◆ **THE DATA**:
// Price series domain models
use serde::{Deserialize, Serialize};
use std::fmt;

#[derive(Debug, Clone, Copy, PartialEq, Eq, Hash, Serialize, Deserialize)]
#[serde(rename_all = "lowercase")]
pub enum ProviderId {
    CoinGecko,
    CryptoCompare,
    CoinPaprika,
}

impl ProviderId {
    pub fn as_str(self) -> &'static str {
        match self {
            Self::CoinGecko => "coingecko",
            Self::CryptoCompare => "cryptocompare",
            Self::CoinPaprika => "coinpaprika",
        }
    }
}

impl fmt::Display for ProviderId {
    fn fmt(&self, f: &mut fmt::Formatter<'_>) -> fmt::Result {
        f.write_str(self.as_str())
    }
}

#[derive(Debug, Clone, Copy, PartialEq)]
pub struct PricePoint {
    pub timestamp_ms: i64,
    pub price: f64,
}

impl PricePoint {
    pub fn new(timestamp_ms: i64, price: f64) -> Self {
        Self {
            timestamp_ms,
            price,
        }
    }
}

/// Ascending, duplicate-free series of at least two points.
///
/// Only the normalizer builds these, so holders can rely on the ordering
/// without re-checking it.
#[derive(Debug, Clone, PartialEq)]
pub struct CanonicalSeries {
    points: Vec<PricePoint>,
}

impl CanonicalSeries {
    pub(crate) fn from_sorted(points: Vec<PricePoint>) -> Self {
        debug_assert!(points.len() >= 2);
        debug_assert!(points
            .windows(2)
            .all(|w| w[0].timestamp_ms < w[1].timestamp_ms));
        Self { points }
    }

    pub fn points(&self) -> &[PricePoint] {
        &self.points
    }

    pub fn len(&self) -> usize {
        self.points.len()
    }

    pub fn is_empty(&self) -> bool {
        self.points.is_empty()
    }
}

/// CoinGecko `market_chart` price pair: `[unix_millis, price]`.
pub type CoinGeckoPair = [f64; 2];

/// CryptoCompare `histoday`/`histohour` candle. `time` is unix seconds.
#[derive(Debug, Clone, PartialEq, Serialize, Deserialize)]
pub struct CryptoCompareBar {
    pub time: i64,
    #[serde(default)]
    pub open: f64,
    #[serde(default)]
    pub high: f64,
    #[serde(default)]
    pub low: f64,
    pub close: f64,
}

/// CoinPaprika historical tick. `timestamp` is RFC 3339.
#[derive(Debug, Clone, PartialEq, Serialize, Deserialize)]
pub struct CoinPaprikaTick {
    pub timestamp: String,
    pub price: Option<f64>,
}

/// Provider-native payload, handed from an adapter straight to the normalizer.
#[derive(Debug, Clone, PartialEq)]
pub enum RawSeries {
    CoinGecko(Vec<CoinGeckoPair>),
    CryptoCompare(Vec<CryptoCompareBar>),
    CoinPaprika(Vec<CoinPaprikaTick>),
}

impl RawSeries {
    pub fn provider(&self) -> ProviderId {
        match self {
            Self::CoinGecko(_) => ProviderId::CoinGecko,
            Self::CryptoCompare(_) => ProviderId::CryptoCompare,
            Self::CoinPaprika(_) => ProviderId::CoinPaprika,
        }
    }

    pub fn len(&self) -> usize {
        match self {
            Self::CoinGecko(pairs) => pairs.len(),
            Self::CryptoCompare(bars) => bars.len(),
            Self::CoinPaprika(ticks) => ticks.len(),
        }
    }

    pub fn is_empty(&self) -> bool {
        self.len() == 0
    }
}
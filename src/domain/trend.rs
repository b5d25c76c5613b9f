// Trend segmentation - up/down colouring for each line segment of a series
use super::series::CanonicalSeries;
use serde::Serialize;

#[derive(Debug, Clone, Copy, PartialEq, Eq, Hash, Serialize)]
#[serde(rename_all = "lowercase")]
pub enum Direction {
    Up,
    Down,
}

#[derive(Debug, Clone, Copy, PartialEq, Eq)]
pub struct TrendSegment {
    pub from_index: usize,
    pub to_index: usize,
    pub direction: Direction,
}

pub struct TrendSegmenter;

impl TrendSegmenter {
    /// One segment per adjacent pair of points. A flat segment counts as `Up`.
    pub fn segment(series: &CanonicalSeries) -> Vec<TrendSegment> {
        series
            .points()
            .windows(2)
            .enumerate()
            .map(|(i, pair)| TrendSegment {
                from_index: i,
                to_index: i + 1,
                direction: if pair[1].price >= pair[0].price {
                    Direction::Up
                } else {
                    Direction::Down
                },
            })
            .collect()
    }

    /// Direction of the segment starting at `index`.
    ///
    /// The final point has no outgoing segment; it and any index past the end
    /// render as `Up` so the chart always has a colour to draw.
    pub fn direction_at(segments: &[TrendSegment], index: usize) -> Direction {
        segments
            .get(index)
            .map(|s| s.direction)
            .unwrap_or(Direction::Up)
    }
}
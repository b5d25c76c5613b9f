//! Historical price-series retrieval for the coin detail chart.
//!
//! [`application::history_service::HistoryService`] is the entry point: it
//! resolves a range token, walks a fixed chain of market-data providers until
//! one yields a usable series, and returns a typed
//! [`domain::outcome::FetchOutcome`].
pub mod application;
pub mod domain;
pub mod infrastructure;
pub mod presentation;
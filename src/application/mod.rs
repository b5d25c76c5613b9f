// Application layer - use cases and provider seams
pub mod history_service;
pub mod normalizer;
pub mod price_provider;
// Domain layer - price series, ranges and trend colouring
pub mod outcome;
pub mod range;
pub mod series;
pub mod trend;
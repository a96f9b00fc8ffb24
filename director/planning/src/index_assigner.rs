// This Source Code Form is subject to the terms of the Mozilla Public
// License, v. 2.0. If a copy of the MPL was not distributed with this
// file, You can obtain one at https://mozilla.org/MPL/2.0/.

//! Instance-index allocation for one instance group's planning call.
//!
//! Seeded with every index in use across the whole group (including records
//! headed for obsolescence, whose indices stay claimed until teardown), so
//! that concurrently-constructed plans can never collide. Single authority:
//! the planner is the only caller.

use director_types::ExistingInstanceRecord;
use std::collections::BTreeSet;

#[derive(Debug)]
pub struct IndexAssigner {
    in_use: BTreeSet<i32>,
}

impl IndexAssigner {
    pub fn new<'a>(
        existing_records: impl Iterator<Item = &'a ExistingInstanceRecord>,
    ) -> Self {
        Self { in_use: existing_records.map(|r| r.index).collect() }
    }

    /// Record that a matched plan keeps its inherited index.
    pub fn claim(&mut self, index: i32) {
        self.in_use.insert(index);
    }

    /// Lowest non-negative index not currently claimed. Claims it.
    pub fn next_free(&mut self) -> i32 {
        let mut candidate = 0;
        for &used in &self.in_use {
            if used > candidate {
                break;
            }
            if used == candidate {
                candidate += 1;
            }
        }
        self.in_use.insert(candidate);
        candidate
    }
}

#[cfg(test)]
mod test {
    use super::*;
    use crate::example::example_record;

    #[test]
    fn next_free_skips_indices_of_all_existing_records() {
        let records = vec![
            example_record("web", 0, Some("old")),
            example_record("web", 1, Some("old")),
        ];
        let mut assigner = IndexAssigner::new(records.iter());
        // Indices 0 and 1 stay claimed even though their records are headed
        // for obsolescence.
        assert_eq!(assigner.next_free(), 2);
        assert_eq!(assigner.next_free(), 3);
    }

    #[test]
    fn next_free_fills_gaps_from_the_bottom() {
        let records = vec![
            example_record("web", 1, None),
            example_record("web", 3, None),
        ];
        let mut assigner = IndexAssigner::new(records.iter());
        assert_eq!(assigner.next_free(), 0);
        assert_eq!(assigner.next_free(), 2);
        assert_eq!(assigner.next_free(), 4);
    }

    #[test]
    fn claim_reserves_an_inherited_index() {
        let mut assigner = IndexAssigner::new(std::iter::empty());
        assigner.claim(0);
        assert_eq!(assigner.next_free(), 1);
    }
}
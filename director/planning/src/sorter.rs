// This Source Code Form is subject to the terms of the Mozilla Public
// License, v. 2.0. If a copy of the MPL was not distributed with this
// file, You can obtain one at https://mozilla.org/MPL/2.0/.

//! Deterministic total order over instance plans for update execution.
//!
//! The bootstrap instance sorts first unconditionally (other instances
//! discover its registered state), then plans group by availability zone
//! name — no az is its own group, ahead of named ones — and order by uuid
//! within a group. The order is reproducible across retries for any input
//! permutation.

use crate::plan::InstancePlan;

pub struct InstancePlanSorter;

impl InstancePlanSorter {
    pub fn sort(mut plans: Vec<InstancePlan>) -> Vec<InstancePlan> {
        plans.sort_by(|a, b| sort_key(a).cmp(&sort_key(b)));
        plans
    }
}

fn sort_key(plan: &InstancePlan) -> (bool, Option<String>, String) {
    let bootstrap =
        plan.instance().map_or(false, |instance| instance.is_bootstrap());
    let az = plan
        .instance()
        .and_then(|instance| instance.az_name().map(str::to_string))
        .or_else(|| {
            plan.existing_instance()
                .and_then(|record| record.availability_zone.clone())
        });
    let uuid = plan
        .instance()
        .map(|instance| instance.uuid().to_string())
        .or_else(|| {
            plan.existing_instance().map(|record| record.uuid.clone())
        })
        .unwrap_or_default();
    (!bootstrap, az, uuid)
}

#[cfg(test)]
mod test {
    use super::*;
    use crate::example::ExampleDeployment;
    use proptest::prelude::*;
    use test_strategy::proptest;

    fn uuids(plans: &[InstancePlan]) -> Vec<String> {
        plans
            .iter()
            .map(|plan| plan.instance().unwrap().uuid().to_string())
            .collect()
    }

    #[test]
    fn bootstrap_sorts_first_then_az_then_uuid() {
        let example = ExampleDeployment::new("simple");
        let plans = vec![
            example.synthetic_plan(Some("z2"), "cccc", false),
            example.synthetic_plan(Some("z1"), "dddd", false),
            // Bootstrap lives in the later az but still sorts first.
            example.synthetic_plan(Some("z2"), "aaaa", true),
            example.synthetic_plan(None, "bbbb", false),
            example.synthetic_plan(Some("z1"), "aaab", false),
        ];
        let sorted = InstancePlanSorter::sort(plans);
        assert_eq!(
            uuids(&sorted),
            vec!["aaaa", "bbbb", "aaab", "dddd", "cccc"]
        );
    }

    #[proptest]
    fn sort_is_invariant_under_permutation(
        #[strategy(proptest::collection::vec((proptest::option::of(0u8..3), 0u32..1000), 1..12))]
        slots: Vec<(Option<u8>, u32)>,
        bootstrap_slot: proptest::sample::Index,
        shuffle_seed: u64,
    ) {
        let example = ExampleDeployment::new("simple");
        let bootstrap = bootstrap_slot.index(slots.len());

        let build = |order: &[usize]| {
            let plans = order
                .iter()
                .map(|&i| {
                    let (az, uuid) = &slots[i];
                    let az = az.map(|n| format!("z{n}"));
                    example.synthetic_plan(
                        az.as_deref(),
                        // Slot position keeps uuids unique even when the
                        // generated values collide.
                        &format!("{uuid:08}-{i}"),
                        i == bootstrap,
                    )
                })
                .collect::<Vec<_>>();
            uuids(&InstancePlanSorter::sort(plans))
        };

        let input_order: Vec<usize> = (0..slots.len()).collect();
        let mut shuffled = input_order.clone();
        // Deterministic Fisher-Yates driven by the generated seed.
        let mut state = shuffle_seed | 1;
        for i in (1..shuffled.len()).rev() {
            state = state.wrapping_mul(6364136223846793005).wrapping_add(1);
            let j = (state >> 33) as usize % (i + 1);
            shuffled.swap(i, j);
        }

        prop_assert_eq!(build(&input_order), build(&shuffled));
    }
}
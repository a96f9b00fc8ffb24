// This Source Code Form is subject to the terms of the Mozilla Public
// License, v. 2.0. If a copy of the MPL was not distributed with this
// file, You can obtain one at https://mozilla.org/MPL/2.0/.

//! Per-instance-group update policy.

use serde::Deserialize;
use serde::Serialize;

/// How an instance group's update is sequenced relative to other groups
/// (`serial`) and within the group (`canaries` / `max_in_flight`).
#[derive(Debug, Clone, PartialEq, Eq, Serialize, Deserialize)]
pub struct UpdateConfig {
    pub serial: bool,
    pub canaries: usize,
    pub max_in_flight: usize,
}

impl Default for UpdateConfig {
    fn default() -> Self {
        Self { serial: true, canaries: 1, max_in_flight: 1 }
    }
}
impl InstancePlan {
    pub fn new(
        desired_instance: Option<DesiredInstance>,
        existing_instance: Option<ExistingInstanceRecord>,
        instance: Option<Instance>,
        options: PlanOptions,
        log: Logger,
    ) -> Self {
        Self {
            desired_instance,
            existing_instance,
            instance,
            desired_network_reservations: Vec::new(),
            network_plans: Vec::new(),
            options,
            log,
        }
    }

    /// Install the reservations this plan wants, seeding the network plans
    /// as desired (not yet requested).
    pub fn set_desired_network_reservations(
        &mut self,
        reservations: Vec<NetworkReservation>,
    ) {
        self.network_plans = reservations
            .iter()
            .cloned()
            .map(NetworkPlan::new_desired)
            .collect();
        self.desired_network_reservations = reservations;
    }

    pub fn desired_network_reservations(&self) -> &[NetworkReservation] {
        &self.desired_network_reservations
    }

    // Classification. Exactly one of these holds for any plan.

    pub fn is_new(&self) -> bool {
        self.existing_instance.is_none() && self.desired_instance.is_some()
    }

    pub fn is_existing(&self) -> bool {
        self.existing_instance.is_some() && self.desired_instance.is_some()
    }

    pub fn is_obsolete(&self) -> bool {
        self.desired_instance.is_none()
    }

    pub fn should_be_ignored(&self) -> bool {
        self.existing_instance.as_ref().map_or(false, |r| r.ignore)
    }

    pub fn desired_instance(&self) -> Option<&DesiredInstance> {
        self.desired_instance.as_ref()
    }

    pub fn existing_instance(&self) -> Option<&ExistingInstanceRecord> {
        self.existing_instance.as_ref()
    }

    pub fn instance(&self) -> Option<&Instance> {
        self.instance.as_ref()
    }

    pub fn instance_mut(&mut self) -> Option<&mut Instance> {
        self.instance.as_mut()
    }

    pub fn network_plans(&self) -> &[NetworkPlan] {
        &self.network_plans
    }

    pub fn set_network_plans(&mut self, plans: Vec<NetworkPlan>) {
        self.network_plans = plans;
    }

    pub fn options(&self) -> &PlanOptions {
        &self.options
    }

    pub fn desired_group(&self) -> Option<&InstanceGroupSpec> {
        self.desired_instance.as_ref().map(|d| d.instance_group.as_ref())
    }

    fn persisted_spec(&self) -> Option<&InstanceSpec> {
        self.existing_instance.as_ref().and_then(|r| r.spec.as_ref())
    }

    // Change-detection predicates.

    pub fn stemcell_changed(&self) -> bool {
        let Some(instance) = &self.instance else { return false };
        let Some(record) = &self.existing_instance else { return false };
        let persisted = record.spec.as_ref().and_then(|s| s.stemcell.as_ref());
        let desired = instance.stemcell();
        let changed = match (persisted, desired) {
            (Some(p), Some(d)) => p != d,
            (None, Some(_)) => true,
            _ => false,
        };
        if changed {
            debug!(
                self.log, "stemcell changed";
                "from" => ?persisted, "to" => ?desired,
            );
        }
        changed
    }

    pub fn env_changed(&self) -> bool {
        let (Some(instance), Some(spec)) =
            (&self.instance, self.persisted_spec())
        else {
            return false;
        };
        let changed = spec.env != *instance.env();
        if changed {
            debug!(
                self.log, "env changed";
                "from" => %spec.env, "to" => %instance.env(),
            );
        }
        changed
    }

    /// Compares merged {vm_type, az, vm_extensions} cloud properties against
    /// the persisted merged hash. The VM type *name* never participates:
    /// renaming a VM type with identical cloud properties is not drift.
    pub fn cloud_properties_changed(&self) -> bool {
        let (Some(instance), Some(spec)) =
            (&self.instance, self.persisted_spec())
        else {
            return false;
        };
        let desired = instance.merged_cloud_properties();
        let changed = spec.cloud_properties != desired;
        if changed {
            debug!(
                self.log, "cloud properties changed";
                "from" => %spec.cloud_properties, "to" => %desired,
            );
        }
        changed
    }

    pub fn needs_shutting_down(&self) -> bool {
        if self.is_obsolete() {
            return true;
        }
        // Recreation requested either deployment-wide or for this instance.
        let recreate_desired = self.instance.as_ref().map_or(false, |i| {
            i.state() == director_types::InstanceState::Recreate
        });
        self.options.recreate_deployment
            || recreate_desired
            || self.stemcell_changed()
            || self.env_changed()
            || self.cloud_properties_changed()
    }

    pub fn needs_recreate(&self) -> bool {
        if self.options.recreate_deployment {
            return true;
        }
        let Some(instance) = &self.instance else { return false };
        instance.state() == director_types::InstanceState::Recreate
            || instance.current_job_state() == Some(JobState::Unresponsive)
    }

    pub fn needs_to_fix(&self) -> bool {
        let Some(instance) = &self.instance else { return false };
        instance.current_job_state() == Some(JobState::Unresponsive)
    }

    /// True when the desired group state differs from the persisted record
    /// state (e.g. a started instance desired stopped).
    pub fn state_changed(&self) -> bool {
        let (Some(group), Some(record)) =
            (self.desired_group(), &self.existing_instance)
        else {
            return false;
        };
        let changed = group.desired_state != record.state;
        if changed {
            debug!(
                self.log, "state changed";
                "from" => %record.state, "to" => %group.desired_state,
            );
        }
        changed
    }

    /// Serialized network settings comparison, excluding the volatile
    /// `dns_record_name` key, plus any network plan that is obsolete or still
    /// to be requested. First-time deploys always report changed.
    pub fn networks_changed(&self) -> bool {
        let Some(record) = &self.existing_instance else {
            debug!(self.log, "networks changed"; "reason" => "first deploy");
            return true;
        };
        if self
            .network_plans
            .iter()
            .any(|plan| plan.obsolete || plan.desired())
        {
            debug!(
                self.log, "networks changed";
                "reason" => "network plans not settled",
            );
            return true;
        }
        let Some(instance) = &self.instance else { return false };
        let persisted = match &record.spec {
            Some(spec) => sanitized_network_settings(&spec.networks),
            None => return true,
        };
        let desired = sanitized_network_settings(instance.network_settings());
        let changed = persisted != desired;
        if changed {
            debug!(
                self.log, "networks changed";
                "from" => ?persisted, "to" => ?desired,
            );
        }
        changed
    }

    pub fn persistent_disk_changed(&self) -> bool {
        let active: Option<&DiskSpec> = self
            .existing_instance
            .as_ref()
            .and_then(|r| r.active_persistent_disk.as_ref());
        if self.is_obsolete() {
            return active.is_some();
        }
        let desired: Option<&DiskSpec> =
            self.desired_group().and_then(|g| g.persistent_disk.as_ref());
        if self.options.recreate_persistent_disks
            && (active.is_some() || desired.is_some())
        {
            debug!(
                self.log, "persistent disk changed";
                "reason" => "recreate_persistent_disks",
            );
            return true;
        }
        let changed = active != desired;
        if changed {
            debug!(
                self.log, "persistent disk changed";
                "from" => ?active, "to" => ?desired,
            );
        }
        changed
    }

    pub fn job_changed(&self) -> bool {
        let Some(instance) = &self.instance else { return false };
        if self.existing_instance.is_none() {
            return false;
        }
        let changed = match self.persisted_spec() {
            Some(spec) => spec.job_spec != *instance.job_spec(),
            None => true,
        };
        if changed {
            debug!(
                self.log, "job changed";
                "to" => %instance.job_spec(),
            );
        }
        changed
    }

    pub fn packages_changed(&self) -> bool {
        let Some(instance) = &self.instance else { return false };
        if self.existing_instance.is_none() {
            return false;
        }
        let changed = match self.persisted_spec() {
            Some(spec) => spec.packages != *instance.packages(),
            None => true,
        };
        if changed {
            debug!(
                self.log, "packages changed";
                "to" => ?instance.packages(),
            );
        }
        changed
    }

    pub fn configuration_changed(&self) -> bool {
        let Some(instance) = &self.instance else { return false };
        if self.existing_instance.is_none() {
            return false;
        }
        let changed = match self.persisted_spec() {
            Some(spec) => {
                spec.configuration_hash.as_deref()
                    != instance.configuration_hash()
            }
            None => true,
        };
        if changed {
            debug!(
                self.log, "configuration changed";
                "to" => instance.configuration_hash().unwrap_or("-"),
            );
        }
        changed
    }

    /// Compares the digest of the configured trusted certs against the value
    /// recorded on the active VM. No active VM means nothing to update.
    pub fn trusted_certs_changed(&self) -> bool {
        let Some(vm) =
            self.existing_instance.as_ref().and_then(|r| r.active_vm())
        else {
            return false;
        };
        let changed = vm.trusted_certs_digest != self.options.trusted_certs_digest;
        if changed {
            debug!(
                self.log, "trusted certs changed";
                "from" => vm.trusted_certs_digest.as_deref().unwrap_or("-"),
                "to" => self
                    .options
                    .trusted_certs_digest
                    .as_deref()
                    .unwrap_or("-"),
            );
        }
        changed
    }

    /// True when any expected DNS record (index-based and uuid-based, or
    /// local-DNS rows when that feature flag is on) is missing or stale for
    /// the reserved addresses.
    pub fn dns_changed(&self, dns: &dyn DnsRecords) -> bool {
        if self.is_obsolete() {
            return false;
        }
        let Some(instance) = &self.instance else { return false };
        let local_rows = if self.options.local_dns_enabled {
            Some(dns.local_rows_for(instance.uuid()))
        } else {
            None
        };
        let mut changed = false;
        for plan in &self.network_plans {
            if plan.obsolete {
                continue;
            }
            let Some(ip) = plan.reservation.ip else { continue };
            let names = [
                self.dns_record_name(
                    &instance.index().to_string(),
                    &plan.reservation.network_name,
                    instance,
                ),
                self.dns_record_name(
                    instance.uuid(),
                    &plan.reservation.network_name,
                    instance,
                ),
            ];
            for name in names {
                let found = match &local_rows {
                    Some(rows) => {
                        rows.iter().any(|(n, i)| *n == name && *i == ip)
                    }
                    None => dns.has_record(&name, ip),
                };
                if !found {
                    debug!(
                        self.log, "dns changed";
                        "missing" => &name, "ip" => %ip,
                    );
                    changed = true;
                }
            }
        }
        changed
    }

    fn dns_record_name(
        &self,
        prefix: &str,
        network_name: &str,
        instance: &Instance,
    ) -> String {
        [
            prefix,
            instance.job_name(),
            network_name,
            instance.deployment(),
            &self.options.dns_domain,
        ]
        .iter()
        .map(|label| canonical_dns_label(label))
        .collect::<Vec<_>>()
        .join(".")
    }

    /// Aggregates every applicable predicate into a set of change kinds;
    /// empty means the instance can be left alone.
    pub fn changes(&self, dns: &dyn DnsRecords) -> BTreeSet<ChangeKind> {
        let mut changes = BTreeSet::new();
        if self.needs_recreate() {
            changes.insert(ChangeKind::Recreate);
        }
        if self.cloud_properties_changed() {
            changes.insert(ChangeKind::CloudProperties);
        }
        if self.stemcell_changed() {
            changes.insert(ChangeKind::Stemcell);
        }
        if self.env_changed() {
            changes.insert(ChangeKind::Env);
        }
        if self.networks_changed() {
            changes.insert(ChangeKind::Networks);
        }
        if self.packages_changed() {
            changes.insert(ChangeKind::Packages);
        }
        if self.persistent_disk_changed() {
            changes.insert(ChangeKind::PersistentDisk);
        }
        if self.configuration_changed() {
            changes.insert(ChangeKind::Configuration);
        }
        if self.job_changed() {
            changes.insert(ChangeKind::Job);
        }
        if self.state_changed() {
            changes.insert(ChangeKind::State);
        }
        if self.dns_changed(dns) {
            changes.insert(ChangeKind::Dns);
        }
        if self.trusted_certs_changed() {
            changes.insert(ChangeKind::TrustedCerts);
        }
        changes
    }

    /// True when `vm` (typically an inactive row left over from a
    /// create-swap-delete update) already matches this plan's desired VM
    /// shape and can be reused instead of orphaned.
    pub fn vm_matches_plan(&self, vm: &VmRecord) -> bool {
        let Some(instance) = &self.instance else { return false };
        vm.stemcell.as_ref() == instance.stemcell()
            && vm.env == *instance.env()
            && vm.cloud_properties == instance.merged_cloud_properties()
    }
}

◆ **PROBLEM DETAILS**: Your reply must be one number: how many lines of the material hold the string "Unresponsive".

◆ **YOUR RESPONSE**: 2